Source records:
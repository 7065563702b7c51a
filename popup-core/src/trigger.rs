//! Trigger: a control that flips its target dialog's active class

use crate::dom::{Document, Selector};
use crate::error::PopupError;
use crate::layer::{find_layer, join_classes, read_settings};
use crate::names::{
    DIALOG_ACTIVE_CLASS, DIALOG_CLASS, KEEP_TAB_INDEX_CLASS, TARGET_ATTR, TRIGGER_CLASS,
    TRIGGER_OPENER_CLASS,
};

/// What a trigger activation did to its dialog.
#[derive(Debug, Clone, Copy, PartialEq, Eq)]
pub enum ToggleOutcome {
    Opened,
    Closed,
    /// The layer forbids user interaction; nothing changed.
    Prevented,
}

/// Attribute values a Trigger renders.
#[derive(Debug, Clone, PartialEq, Eq)]
pub struct TriggerAttributes {
    pub class: String,
    pub aria_haspopup: Option<&'static str>,
}

impl TriggerAttributes {
    /// A trigger nested in its own dialog stays tabbable while the dialog is
    /// open and does not announce a popup.
    pub fn new(class: Option<&str>, nested_in_target: bool) -> Self {
        let base = if nested_in_target {
            format!("{TRIGGER_CLASS} {KEEP_TAB_INDEX_CLASS}")
        } else {
            TRIGGER_CLASS.to_string()
        };
        Self {
            class: join_classes(&base, class),
            aria_haspopup: (!nested_in_target).then_some("dialog"),
        }
    }
}

/// Whether `trigger` sits inside the dialog with id `id`.
pub fn is_nested_in_target<D: Document>(document: &D, trigger: &D::Node, id: &str) -> bool {
    document
        .closest(trigger, Selector::Id(id))
        .is_some_and(|node| document.has_class(&node, DIALOG_CLASS))
}

/// All triggers targeting dialog `id`.
pub fn triggers_for<D: Document>(document: &D, id: &str) -> Vec<D::Node> {
    document.query_all(Selector::AttributeEquals(TARGET_ATTR, id))
}

/// Flip dialog `id` on behalf of `trigger`.
///
/// A missing dialog or layer is a markup mistake and is returned as an error.
/// The dialog reacts to the class change through its own observer, not
/// through this call.
pub fn toggle<D: Document>(
    document: &D,
    trigger: &D::Node,
    id: &str,
) -> Result<ToggleOutcome, PopupError> {
    let dialog = document
        .element_by_id(id)
        .ok_or_else(|| PopupError::DialogNotFound(id.to_string()))?;
    let layer =
        find_layer(document, &dialog).ok_or_else(|| PopupError::LayerNotFound(id.to_string()))?;
    let settings = read_settings(document, &layer);

    let outcome = if !settings.allows_interaction() {
        ToggleOutcome::Prevented
    } else if document.toggle_class(&dialog, DIALOG_ACTIVE_CLASS) {
        ToggleOutcome::Opened
    } else {
        ToggleOutcome::Closed
    };

    if !is_nested_in_target(document, trigger, id) {
        for other in triggers_for(document, id) {
            if other != *trigger {
                document.remove_class(&other, TRIGGER_OPENER_CLASS);
            }
        }
        document.add_class(trigger, TRIGGER_OPENER_CLASS);
    }

    tracing::debug!("Trigger for {id}: {outcome:?}");
    Ok(outcome)
}

#[cfg(test)]
mod tests {
    use super::*;
    use crate::dom::memory::{MemoryDocument, NodeId};
    use crate::names::{LAYER_CLASS, SETTINGS_ATTR};
    use crate::settings::PopupSettings;

    struct Fixture {
        doc: MemoryDocument,
        layer: NodeId,
        dialog: NodeId,
        outside: NodeId,
        inside: NodeId,
    }

    fn fixture() -> Fixture {
        let doc = MemoryDocument::new();
        let layer = doc.append_element(doc.body_id(), "div");
        doc.add_class(&layer, LAYER_CLASS);
        doc.set_attribute(&layer, SETTINGS_ATTR, &PopupSettings::default().to_attribute());

        let dialog = doc.append_element(layer, "div");
        doc.add_class(&dialog, DIALOG_CLASS);
        doc.set_attribute(&dialog, "id", "popup-1");

        let inside = doc.append_element(dialog, "button");
        doc.set_attribute(&inside, TARGET_ATTR, "popup-1");
        let outside = doc.append_element(doc.body_id(), "button");
        doc.set_attribute(&outside, TARGET_ATTR, "popup-1");

        Fixture {
            doc,
            layer,
            dialog,
            outside,
            inside,
        }
    }

    #[test]
    fn test_toggle_flips_active_class() {
        let f = fixture();
        assert_eq!(toggle(&f.doc, &f.outside, "popup-1"), Ok(ToggleOutcome::Opened));
        assert!(f.doc.has_class(&f.dialog, DIALOG_ACTIVE_CLASS));
        assert_eq!(toggle(&f.doc, &f.outside, "popup-1"), Ok(ToggleOutcome::Closed));
        assert!(!f.doc.has_class(&f.dialog, DIALOG_ACTIVE_CLASS));
    }

    #[test]
    fn test_prevented_by_layer_settings() {
        let f = fixture();
        let settings = PopupSettings::default().with_prevent_user_interactions(true);
        f.doc
            .set_attribute(&f.layer, SETTINGS_ATTR, &settings.to_attribute());

        assert_eq!(toggle(&f.doc, &f.outside, "popup-1"), Ok(ToggleOutcome::Prevented));
        assert!(!f.doc.has_class(&f.dialog, DIALOG_ACTIVE_CLASS));
    }

    #[test]
    fn test_missing_dialog_is_an_error() {
        let f = fixture();
        assert_eq!(
            toggle(&f.doc, &f.outside, "nope"),
            Err(PopupError::DialogNotFound("nope".to_string()))
        );
    }

    #[test]
    fn test_missing_layer_is_an_error() {
        let doc = MemoryDocument::new();
        let dialog = doc.append_element(doc.body_id(), "div");
        doc.set_attribute(&dialog, "id", "lonely");
        let trigger = doc.append_element(doc.body_id(), "button");

        assert_eq!(
            toggle(&doc, &trigger, "lonely"),
            Err(PopupError::LayerNotFound("lonely".to_string()))
        );
    }

    #[test]
    fn test_only_outside_trigger_becomes_opener() {
        let f = fixture();
        toggle(&f.doc, &f.inside, "popup-1").unwrap();
        assert!(!f.doc.has_class(&f.inside, TRIGGER_OPENER_CLASS));

        toggle(&f.doc, &f.outside, "popup-1").unwrap();
        assert!(f.doc.has_class(&f.outside, TRIGGER_OPENER_CLASS));
    }

    #[test]
    fn test_latest_opener_wins() {
        let f = fixture();
        let second = f.doc.append_element(f.doc.body_id(), "button");
        f.doc.set_attribute(&second, TARGET_ATTR, "popup-1");

        toggle(&f.doc, &f.outside, "popup-1").unwrap();
        toggle(&f.doc, &second, "popup-1").unwrap();

        assert!(!f.doc.has_class(&f.outside, TRIGGER_OPENER_CLASS));
        assert!(f.doc.has_class(&second, TRIGGER_OPENER_CLASS));
    }

    #[test]
    fn test_nesting_detection() {
        let f = fixture();
        assert!(is_nested_in_target(&f.doc, &f.inside, "popup-1"));
        assert!(!is_nested_in_target(&f.doc, &f.outside, "popup-1"));
    }

    #[test]
    fn test_attributes() {
        let attrs = TriggerAttributes::new(Some("btn"), false);
        assert_eq!(attrs.class, "popup-trigger btn");
        assert_eq!(attrs.aria_haspopup, Some("dialog"));

        let attrs = TriggerAttributes::new(None, true);
        assert_eq!(attrs.class, "popup-trigger popup-keep-tabindex");
        assert_eq!(attrs.aria_haspopup, None);
    }
}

TASK GOAL = Each line that holds the string "attrs" is to be copied from the entries above.

TASK RESULT =
        let attrs = TriggerAttributes::new(Some("btn"), false);
        assert_eq!(attrs.class, "popup-trigger btn");
        assert_eq!(attrs.aria_haspopup, Some("dialog"));
        let attrs = TriggerAttributes::new(None, true);
        assert_eq!(attrs.class, "popup-trigger popup-keep-tabindex");
        assert_eq!(attrs.aria_haspopup, None);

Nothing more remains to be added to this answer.